Лев Шульман, 1942 г.1 января 2024 года отцу исполнилось бы 100 лет. Нас с ним принёс не аист, а Дед Мороз. Он ушёл 3 сентября 1978 года. Шестьдесят четыре с половиной года. Это цифры.

Всю жизнь работал в газетах, на радио, телевидении. Писал обязательные статьи, делал обязательные телепередачи. Хорошо делал, но обязательные. Писал сценарии телефильмов, художественных фильмов, молодым ездил на семинары кинематографистов, но сценарии где-то терялись на киностудиях, или даже на подходах к ним, и художественные фильмы так и не появились на большом экране.
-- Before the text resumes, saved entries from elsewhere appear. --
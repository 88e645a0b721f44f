use crate::error::Error;
use crate::value::{Output, Value, ValueRef};
use rand::rngs::StdRng;
use rand::{Rng, SeedableRng};
use std::cell::{Cell, RefCell};

/// Deterministic multiset: each pair is `(child, count >= 1)`. Over one
/// cycle of length `sum(count)`, child `i` is emitted exactly `count_i`
/// times, with the order within a cycle randomized: pick uniformly among
/// children with remaining count > 0, weighted by remaining count,
/// decrement, refill once all counts hit zero.
pub struct ExactWeighted {
    children: Vec<ValueRef>,
    counts: Vec<u64>,
    remaining: RefCell<Vec<u64>>,
    rng: RefCell<StdRng>,
    current: RefCell<Output>,
    emitted_this_cycle: Cell<u64>,
}

impl ExactWeighted {
    pub fn new(name: &str, pairs: Vec<(ValueRef, u64)>, seed: u64) -> Result<Self, Error> {
        if pairs.is_empty() {
            return Err(Error::Arity {
                name: name.to_string(),
                message: "exactly([...]) requires at least one alternative".to_string(),
            });
        }
        let mut children = Vec::with_capacity(pairs.len());
        let mut counts = Vec::with_capacity(pairs.len());
        for (child, count) in pairs {
            if count == 0 {
                return Err(Error::InvalidRange {
                    name: name.to_string(),
                    message: "count must be >= 1".to_string(),
                });
            }
            children.push(child);
            counts.push(count);
        }
        let remaining = counts.clone();
        Ok(Self {
            children,
            counts,
            remaining: RefCell::new(remaining),
            rng: RefCell::new(StdRng::seed_from_u64(seed)),
            current: RefCell::new(Output::Null),
            emitted_this_cycle: Cell::new(0),
        })
    }

    fn cycle_len(&self) -> u64 {
        self.counts.iter().sum()
    }

    fn pick_index(&self) -> usize {
        let remaining = self.remaining.borrow();
        let total_remaining: u64 = remaining.iter().sum();
        let mut draw = self.rng.borrow_mut().gen_range(0..total_remaining);
        for (i, &count) in remaining.iter().enumerate() {
            if draw < count {
                return i;
            }
            draw -= count;
        }
        unreachable!("draw must land within total_remaining")
    }
}

impl Value for ExactWeighted {
    fn current(&self) -> Output {
        self.current.borrow().clone()
    }

    fn next(&self) -> Result<Output, Error> {
        if self.emitted_this_cycle.get() >= self.cycle_len() {
            *self.remaining.borrow_mut() = self.counts.clone();
            self.emitted_this_cycle.set(0);
        }
        let index = self.pick_index();
        self.remaining.borrow_mut()[index] -= 1;
        self.emitted_this_cycle.set(self.emitted_this_cycle.get() + 1);
        let out = self.children[index].next()?;
        *self.current.borrow_mut() = out.clone();
        Ok(out)
    }

    fn reset(&self) {
        *self.remaining.borrow_mut() = self.counts.clone();
        self.emitted_this_cycle.set(0);
        for child in &self.children {
            child.reset();
        }
        *self.current.borrow_mut() = Output::Null;
    }
}

#[cfg(test)]
mod tests {
    use super::*;
    use crate::value::PrimitiveValue;
    use std::collections::HashMap;
    use std::rc::Rc;

    #[test]
    fn emits_exact_counts_per_cycle() {
        let pairs: Vec<(ValueRef, u64)> = vec![
            (Rc::new(PrimitiveValue::new(Output::Long(1))), 2),
            (Rc::new(PrimitiveValue::new(Output::Long(2))), 3),
        ];
        let e = ExactWeighted::new("e", pairs, 5).unwrap();
        let mut counts: HashMap<i64, u32> = HashMap::new();
        for _ in 0..5 {
            if let Output::Long(v) = e.next().unwrap() {
                *counts.entry(v).or_default() += 1;
            }
        }
        assert_eq!(counts.get(&1), Some(&2));
        assert_eq!(counts.get(&2), Some(&3));
    }

    #[test]
    fn rejects_zero_count() {
        let pairs: Vec<(ValueRef, u64)> = vec![(Rc::new(PrimitiveValue::new(Output::Long(1))), 0)];
        assert!(ExactWeighted::new("e", pairs, 1).is_err());
    }
}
Делая очередные сценарии телепередач, говорил: «Выйду на пенсию, буду писать другое». И записывал на листочках то, что скапливалось внутри. Скапливалось немало, время было непростое, особенно для тех, кто умел думать. Листочки эти он и сам бы уже не сумел найти. Никогда серьёзно не относился к своим архивам.

Когда после тяжелейшей операции оформил пенсию, ему ещё не было шестидесяти, уже ни за что большое, объёмное, не брался.

Ему казалось, что пенсия сделает его свободным. Даст время и простор для творчества.

Когда почтальон принёс очередную пенсию, в доме завешивали зеркала. Почтальон увидел и спросил: «Кто умер?». Ответили: «Шульман Лев Абрамович». Он заглянул в ведомость и сказал: «Пенсия больше не положена». Развернулся и ушёл.

Физически батя был крепким. И после операции какое-то время у него оставались силы. Где-то через год мы были на рыбалке. Про его страсть к рыбалке можно много рассказывать. Ловили в тот раз с лодки. Она протекала. Подняли якоря, добрались до берега. Я стал вычерпывать воду ковшиком. Он сказал: «Отойди». Взялся за борт, перевернул лодку и вылил воду.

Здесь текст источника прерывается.